_Task brief_
Look through the data below. Pick out the lines holding the string "tokio".

* * * *

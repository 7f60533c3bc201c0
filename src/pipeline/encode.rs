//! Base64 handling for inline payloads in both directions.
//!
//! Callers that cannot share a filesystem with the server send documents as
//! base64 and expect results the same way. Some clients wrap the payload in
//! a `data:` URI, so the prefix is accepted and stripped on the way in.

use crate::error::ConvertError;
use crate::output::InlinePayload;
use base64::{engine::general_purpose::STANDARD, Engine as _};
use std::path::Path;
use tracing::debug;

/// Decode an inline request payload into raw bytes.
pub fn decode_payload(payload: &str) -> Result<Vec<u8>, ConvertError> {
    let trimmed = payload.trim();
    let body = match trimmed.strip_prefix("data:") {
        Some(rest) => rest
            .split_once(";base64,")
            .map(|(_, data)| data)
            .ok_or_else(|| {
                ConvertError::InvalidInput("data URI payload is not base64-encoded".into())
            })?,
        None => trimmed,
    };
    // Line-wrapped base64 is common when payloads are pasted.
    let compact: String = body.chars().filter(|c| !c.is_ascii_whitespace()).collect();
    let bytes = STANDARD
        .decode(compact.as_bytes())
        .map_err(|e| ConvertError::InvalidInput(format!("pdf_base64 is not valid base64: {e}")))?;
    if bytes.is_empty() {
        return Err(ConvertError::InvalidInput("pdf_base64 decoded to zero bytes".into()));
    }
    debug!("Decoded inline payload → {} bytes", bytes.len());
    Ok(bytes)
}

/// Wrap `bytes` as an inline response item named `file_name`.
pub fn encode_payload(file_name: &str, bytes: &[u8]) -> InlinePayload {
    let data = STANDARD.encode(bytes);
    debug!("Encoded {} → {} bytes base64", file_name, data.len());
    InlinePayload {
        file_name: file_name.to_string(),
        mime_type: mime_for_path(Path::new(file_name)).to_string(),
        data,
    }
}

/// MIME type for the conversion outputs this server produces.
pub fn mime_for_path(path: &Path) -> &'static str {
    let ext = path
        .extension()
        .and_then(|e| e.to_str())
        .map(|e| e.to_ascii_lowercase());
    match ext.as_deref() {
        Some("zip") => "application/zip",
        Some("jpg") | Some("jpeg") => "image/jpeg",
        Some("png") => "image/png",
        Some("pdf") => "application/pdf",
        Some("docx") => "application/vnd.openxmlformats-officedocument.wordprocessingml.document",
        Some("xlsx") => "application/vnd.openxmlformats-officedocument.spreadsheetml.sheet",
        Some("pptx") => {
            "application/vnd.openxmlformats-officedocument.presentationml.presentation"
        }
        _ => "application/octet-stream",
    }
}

* * * *

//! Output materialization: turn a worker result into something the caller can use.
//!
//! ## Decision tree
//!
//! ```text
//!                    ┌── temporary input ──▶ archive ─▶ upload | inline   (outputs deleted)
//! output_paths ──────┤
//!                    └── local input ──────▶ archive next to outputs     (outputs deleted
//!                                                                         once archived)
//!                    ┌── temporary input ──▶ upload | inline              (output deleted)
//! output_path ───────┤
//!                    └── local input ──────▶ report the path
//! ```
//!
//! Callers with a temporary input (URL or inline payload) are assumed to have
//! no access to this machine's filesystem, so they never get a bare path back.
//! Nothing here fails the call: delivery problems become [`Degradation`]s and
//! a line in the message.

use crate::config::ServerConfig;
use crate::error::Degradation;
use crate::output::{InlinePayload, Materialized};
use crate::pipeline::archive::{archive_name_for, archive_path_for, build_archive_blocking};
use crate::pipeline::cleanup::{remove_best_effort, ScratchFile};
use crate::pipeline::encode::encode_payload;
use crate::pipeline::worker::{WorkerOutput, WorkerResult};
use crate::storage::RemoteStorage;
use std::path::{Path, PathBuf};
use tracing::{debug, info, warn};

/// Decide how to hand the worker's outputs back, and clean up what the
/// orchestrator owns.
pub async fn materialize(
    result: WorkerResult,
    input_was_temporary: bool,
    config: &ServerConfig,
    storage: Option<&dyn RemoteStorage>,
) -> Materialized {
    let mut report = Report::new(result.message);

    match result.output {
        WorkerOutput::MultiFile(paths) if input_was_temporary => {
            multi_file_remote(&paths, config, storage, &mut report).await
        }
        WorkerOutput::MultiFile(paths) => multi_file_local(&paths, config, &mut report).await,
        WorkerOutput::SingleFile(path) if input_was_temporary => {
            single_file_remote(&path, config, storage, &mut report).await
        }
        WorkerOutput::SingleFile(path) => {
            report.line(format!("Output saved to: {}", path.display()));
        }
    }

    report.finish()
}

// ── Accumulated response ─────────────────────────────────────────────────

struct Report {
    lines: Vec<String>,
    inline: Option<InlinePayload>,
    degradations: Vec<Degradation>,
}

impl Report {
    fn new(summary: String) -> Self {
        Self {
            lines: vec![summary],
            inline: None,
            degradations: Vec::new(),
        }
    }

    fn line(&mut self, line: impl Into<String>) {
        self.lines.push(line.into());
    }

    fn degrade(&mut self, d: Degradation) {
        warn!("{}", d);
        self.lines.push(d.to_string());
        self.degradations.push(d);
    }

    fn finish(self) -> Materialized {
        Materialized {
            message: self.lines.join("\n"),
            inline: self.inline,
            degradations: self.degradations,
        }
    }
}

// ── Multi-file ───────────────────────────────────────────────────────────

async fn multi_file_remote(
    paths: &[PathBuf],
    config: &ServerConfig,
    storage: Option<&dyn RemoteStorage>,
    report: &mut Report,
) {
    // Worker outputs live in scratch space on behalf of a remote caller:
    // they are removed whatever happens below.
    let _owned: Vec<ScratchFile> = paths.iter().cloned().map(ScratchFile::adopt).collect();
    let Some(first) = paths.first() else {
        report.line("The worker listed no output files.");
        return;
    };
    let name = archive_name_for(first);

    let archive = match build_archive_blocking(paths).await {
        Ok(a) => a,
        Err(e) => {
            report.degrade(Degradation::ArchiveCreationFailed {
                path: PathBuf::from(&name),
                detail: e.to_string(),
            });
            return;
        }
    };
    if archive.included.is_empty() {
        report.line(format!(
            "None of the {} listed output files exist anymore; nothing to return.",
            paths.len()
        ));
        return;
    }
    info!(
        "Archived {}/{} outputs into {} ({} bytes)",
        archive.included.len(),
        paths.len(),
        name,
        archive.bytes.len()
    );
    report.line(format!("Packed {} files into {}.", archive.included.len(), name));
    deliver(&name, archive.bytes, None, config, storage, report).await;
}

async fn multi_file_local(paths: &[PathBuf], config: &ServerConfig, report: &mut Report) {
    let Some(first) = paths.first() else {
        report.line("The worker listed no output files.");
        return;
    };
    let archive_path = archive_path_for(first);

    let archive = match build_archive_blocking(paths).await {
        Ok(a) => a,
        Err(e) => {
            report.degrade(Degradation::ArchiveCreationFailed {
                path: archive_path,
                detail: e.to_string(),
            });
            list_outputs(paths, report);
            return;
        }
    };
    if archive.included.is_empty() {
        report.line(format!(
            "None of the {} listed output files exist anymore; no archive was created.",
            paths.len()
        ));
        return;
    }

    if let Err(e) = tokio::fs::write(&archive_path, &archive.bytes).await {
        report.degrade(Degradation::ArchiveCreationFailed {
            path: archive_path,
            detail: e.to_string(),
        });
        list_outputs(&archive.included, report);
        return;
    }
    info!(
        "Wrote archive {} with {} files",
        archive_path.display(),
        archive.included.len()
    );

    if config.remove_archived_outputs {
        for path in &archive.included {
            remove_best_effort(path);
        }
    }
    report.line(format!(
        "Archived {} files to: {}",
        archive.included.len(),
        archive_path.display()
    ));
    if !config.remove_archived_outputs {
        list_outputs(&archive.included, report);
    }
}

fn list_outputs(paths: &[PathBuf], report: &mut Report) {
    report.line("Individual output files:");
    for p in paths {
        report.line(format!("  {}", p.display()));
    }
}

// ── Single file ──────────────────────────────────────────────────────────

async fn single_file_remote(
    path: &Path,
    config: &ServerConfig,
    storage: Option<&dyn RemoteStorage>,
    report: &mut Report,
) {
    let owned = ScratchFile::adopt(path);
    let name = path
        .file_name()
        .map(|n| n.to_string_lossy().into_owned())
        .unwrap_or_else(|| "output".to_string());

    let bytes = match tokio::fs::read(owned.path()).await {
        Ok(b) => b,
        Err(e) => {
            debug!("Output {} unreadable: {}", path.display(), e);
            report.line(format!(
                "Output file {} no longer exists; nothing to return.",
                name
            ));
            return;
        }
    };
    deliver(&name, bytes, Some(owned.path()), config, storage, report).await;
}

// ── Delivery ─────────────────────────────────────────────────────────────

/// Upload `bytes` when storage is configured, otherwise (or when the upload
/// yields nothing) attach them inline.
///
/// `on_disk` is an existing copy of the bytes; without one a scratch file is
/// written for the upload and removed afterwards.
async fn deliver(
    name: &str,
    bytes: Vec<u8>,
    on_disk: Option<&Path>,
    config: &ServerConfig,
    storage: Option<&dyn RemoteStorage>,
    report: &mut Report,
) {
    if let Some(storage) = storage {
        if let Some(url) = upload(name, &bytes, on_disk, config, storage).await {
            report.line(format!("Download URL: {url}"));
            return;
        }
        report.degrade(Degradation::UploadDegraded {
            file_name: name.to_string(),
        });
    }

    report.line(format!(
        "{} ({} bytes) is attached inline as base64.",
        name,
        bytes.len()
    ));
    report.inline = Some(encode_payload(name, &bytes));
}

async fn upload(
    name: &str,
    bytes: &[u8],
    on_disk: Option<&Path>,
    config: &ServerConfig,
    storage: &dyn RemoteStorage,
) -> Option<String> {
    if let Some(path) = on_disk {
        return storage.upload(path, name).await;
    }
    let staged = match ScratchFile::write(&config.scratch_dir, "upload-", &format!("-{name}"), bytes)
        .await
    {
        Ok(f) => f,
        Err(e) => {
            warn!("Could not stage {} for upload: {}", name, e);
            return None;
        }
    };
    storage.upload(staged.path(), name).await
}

* * * *

_Output of the exercise_
    if let Err(e) = tokio::fs::write(&archive_path, &archive.bytes).await {
    let bytes = match tokio::fs::read(owned.path()).await {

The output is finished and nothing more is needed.